### WORK INSTRUCTIONS
Look through the material below and return every line that contains "impl".

### RECORD EXTRACTS
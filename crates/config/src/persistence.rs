//! Configuration file discovery, reading and writing.
//!
//! Files are parsed with `serde_json5`, so plain JSON works too. Saving
//! always writes pretty-printed JSON.
//!
//! # File Locations
//!
//! Candidates are checked in this order, first hit wins:
//!
//! 1. Local: `./gridline.json5`, `./gridline.json`
//! 2. User: `~/.config/gridline/config.json5`, `~/.config/gridline/config.json`

use std::path::{Path, PathBuf};

use crate::error::{ConfigError, Result};

/// Application directory name under the platform config/state dirs.
const APP_DIR: &str = "gridline";

/// Local file names, in priority order.
const LOCAL_FILE_NAMES: &[&str] = &["gridline.json5", "gridline.json"];

/// File names inside the user config directory, in priority order.
const USER_FILE_NAMES: &[&str] = &["config.json5", "config.json"];

/// Name of the log file inside [`log_dir`].
pub const LOG_FILE_NAME: &str = "gridline.log";

/// Lists candidate config paths, highest priority first.
///
/// `local_dir` is usually the working directory; `user_dir` the platform
/// config directory (without the `gridline` component).
///
/// # Examples
///
/// ```
/// use std::path::Path;
/// use gridline_config::persistence::config_candidates;
///
/// let candidates = config_candidates(Path::new("."), Some(Path::new("/home/me/.config")));
/// assert_eq!(candidates[0], Path::new("./gridline.json5"));
/// assert_eq!(candidates[3], Path::new("/home/me/.config/gridline/config.json"));
/// ```
#[must_use]
pub fn config_candidates(local_dir: &Path, user_dir: Option<&Path>) -> Vec<PathBuf> {
    let local = LOCAL_FILE_NAMES.iter().map(|name| local_dir.join(name));
    let user = user_dir
        .map(|dir| dir.join(APP_DIR))
        .into_iter()
        .flat_map(|dir| USER_FILE_NAMES.iter().map(move |name| dir.join(name)));
    local.chain(user).collect()
}

/// Finds the configuration file in the default locations.
///
/// # Examples
///
/// ```no_run
/// use gridline_config::persistence::find_config_file;
///
/// if let Some(path) = find_config_file() {
///     println!("Found config at: {}", path.display());
/// }
/// ```
#[must_use]
pub fn find_config_file() -> Option<PathBuf> {
    let user_dir = dirs::config_dir();
    first_existing(&config_candidates(Path::new("."), user_dir.as_deref()))
}

/// Returns the first candidate that exists on disk.
#[must_use]
pub fn first_existing(candidates: &[PathBuf]) -> Option<PathBuf> {
    candidates.iter().find(|path| path.is_file()).cloned()
}

/// Returns the user configuration directory, typically
/// `~/.config/gridline/`.
///
/// # Errors
///
/// Returns an error if the home directory cannot be determined.
pub fn user_config_dir() -> Result<PathBuf> {
    dirs::config_dir()
        .map(|d| d.join(APP_DIR))
        .ok_or(ConfigError::NoHomeDirectory)
}

/// Returns the default user configuration file path,
/// `~/.config/gridline/config.json5`.
///
/// # Errors
///
/// Returns an error if the home directory cannot be determined.
pub fn default_user_config_path() -> Result<PathBuf> {
    Ok(user_config_dir()?.join(USER_FILE_NAMES[0]))
}

/// Returns the directory log files are written to.
///
/// Prefers the platform state directory (`~/.local/state/gridline` on
/// Linux) and falls back to the cache directory where there is none.
///
/// # Errors
///
/// Returns an error if neither directory can be determined.
pub fn log_dir() -> Result<PathBuf> {
    dirs::state_dir()
        .or_else(dirs::cache_dir)
        .map(|d| d.join(APP_DIR))
        .ok_or(ConfigError::NoHomeDirectory)
}

/// Reads and parses a JSON5 (or JSON) configuration file.
///
/// # Errors
///
/// Returns an error if the file cannot be read or parsed.
///
/// # Examples
///
/// ```no_run
/// use gridline_config::persistence::read_config_file;
/// use gridline_config::Config;
///
/// # fn main() -> gridline_config::Result<()> {
/// let config: Config = read_config_file("gridline.json5")?;
/// # Ok(())
/// # }
/// ```
pub fn read_config_file<T: serde::de::DeserializeOwned>(path: impl AsRef<Path>) -> Result<T> {
    let path = path.as_ref();
    let content = std::fs::read_to_string(path).map_err(|source| ConfigError::ReadFile {
        path: path.to_path_buf(),
        source,
    })?;
    tracing::debug!(path = %path.display(), "read config file");
    serde_json5::from_str(&content).map_err(ConfigError::from)
}

/// Writes a value as pretty JSON, creating parent directories.
///
/// # Errors
///
/// Returns an error if the directory or file cannot be written, or the
/// value cannot be serialized.
pub fn write_config_file<T: serde::Serialize>(path: impl AsRef<Path>, value: &T) -> Result<()> {
    let path = path.as_ref();
    let write_error = |source| ConfigError::WriteFile {
        path: path.to_path_buf(),
        source,
    };

    if let Some(parent) = path.parent().filter(|p| !p.as_os_str().is_empty()) {
        std::fs::create_dir_all(parent).map_err(write_error)?;
    }

    let content = serde_json::to_string_pretty(value)?;
    std::fs::write(path, content).map_err(write_error)
}

#[cfg(test)]
mod tests {
    use super::*;
    use serde::{Deserialize, Serialize};
    use tempfile::TempDir;

    #[derive(Debug, PartialEq, Serialize, Deserialize)]
    struct Sample {
        platform: String,
        delay_ms: u64,
    }

    #[test]
    fn candidates_without_user_dir() {
        let candidates = config_candidates(Path::new("/work"), None);
        assert_eq!(
            candidates,
            vec![
                PathBuf::from("/work/gridline.json5"),
                PathBuf::from("/work/gridline.json"),
            ]
        );
    }

    #[test]
    fn local_file_wins_over_user_file() {
        let local = TempDir::new().unwrap();
        let user = TempDir::new().unwrap();
        std::fs::create_dir_all(user.path().join(APP_DIR)).unwrap();
        std::fs::write(user.path().join(APP_DIR).join("config.json5"), "{}").unwrap();

        let candidates = config_candidates(local.path(), Some(user.path()));
        assert_eq!(
            first_existing(&candidates),
            Some(user.path().join(APP_DIR).join("config.json5"))
        );

        std::fs::write(local.path().join("gridline.json"), "{}").unwrap();
        assert_eq!(
            first_existing(&candidates),
            Some(local.path().join("gridline.json"))
        );
    }

    #[test]
    fn json5_preferred_over_json() {
        let local = TempDir::new().unwrap();
        std::fs::write(local.path().join("gridline.json"), "{}").unwrap();
        std::fs::write(local.path().join("gridline.json5"), "{}").unwrap();

        let candidates = config_candidates(local.path(), None);
        assert_eq!(
            first_existing(&candidates),
            Some(local.path().join("gridline.json5"))
        );
    }

    #[test]
    fn directory_named_like_config_is_skipped() {
        let local = TempDir::new().unwrap();
        std::fs::create_dir(local.path().join("gridline.json5")).unwrap();
        assert!(first_existing(&config_candidates(local.path(), None)).is_none());
    }

    #[test]
    fn read_json5_with_comments() {
        let dir = TempDir::new().unwrap();
        let path = dir.path().join("gridline.json5");
        std::fs::write(
            &path,
            r#"
            {
                // Pretend to be an Android phone
                platform: "android",
                delay_ms: 1500,
            }
            "#,
        )
        .unwrap();

        let sample: Sample = read_config_file(&path).unwrap();
        assert_eq!(sample.platform, "android");
        assert_eq!(sample.delay_ms, 1500);
    }

    #[test]
    fn read_missing_file_reports_path() {
        let err = read_config_file::<Sample>("/nonexistent/gridline.json").unwrap_err();
        assert!(matches!(err, ConfigError::ReadFile { .. }));
        assert!(err.to_string().contains("/nonexistent/gridline.json"));
    }

    #[test]
    fn read_invalid_content() {
        let dir = TempDir::new().unwrap();
        let path = dir.path().join("gridline.json");
        std::fs::write(&path, "platform = android").unwrap();

        let err = read_config_file::<Sample>(&path).unwrap_err();
        assert!(matches!(err, ConfigError::ParseJson5(_)));
    }

    #[test]
    fn write_creates_parent_directories() {
        let dir = TempDir::new().unwrap();
        let path = dir.path().join("nested").join("gridline").join("config.json");
        let sample = Sample {
            platform: "web".to_string(),
            delay_ms: 10,
        };

        write_config_file(&path, &sample).unwrap();
        let loaded: Sample = read_config_file(&path).unwrap();
        assert_eq!(loaded, sample);
    }

    #[test]
    fn user_paths_end_with_app_dir() {
        // Skipped where the environment has no home directory.
        if dirs::config_dir().is_some() {
            assert!(user_config_dir().unwrap().ends_with(APP_DIR));
            assert!(
                default_user_config_path()
                    .unwrap()
                    .ends_with("gridline/config.json5")
            );
        }
    }
}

### SOLUTION TO THIS TASK
pub fn read_config_file<T: serde::de::DeserializeOwned>(path: impl AsRef<Path>) -> Result<T> {
pub fn write_config_file<T: serde::Serialize>(path: impl AsRef<Path>, value: &T) -> Result<()> {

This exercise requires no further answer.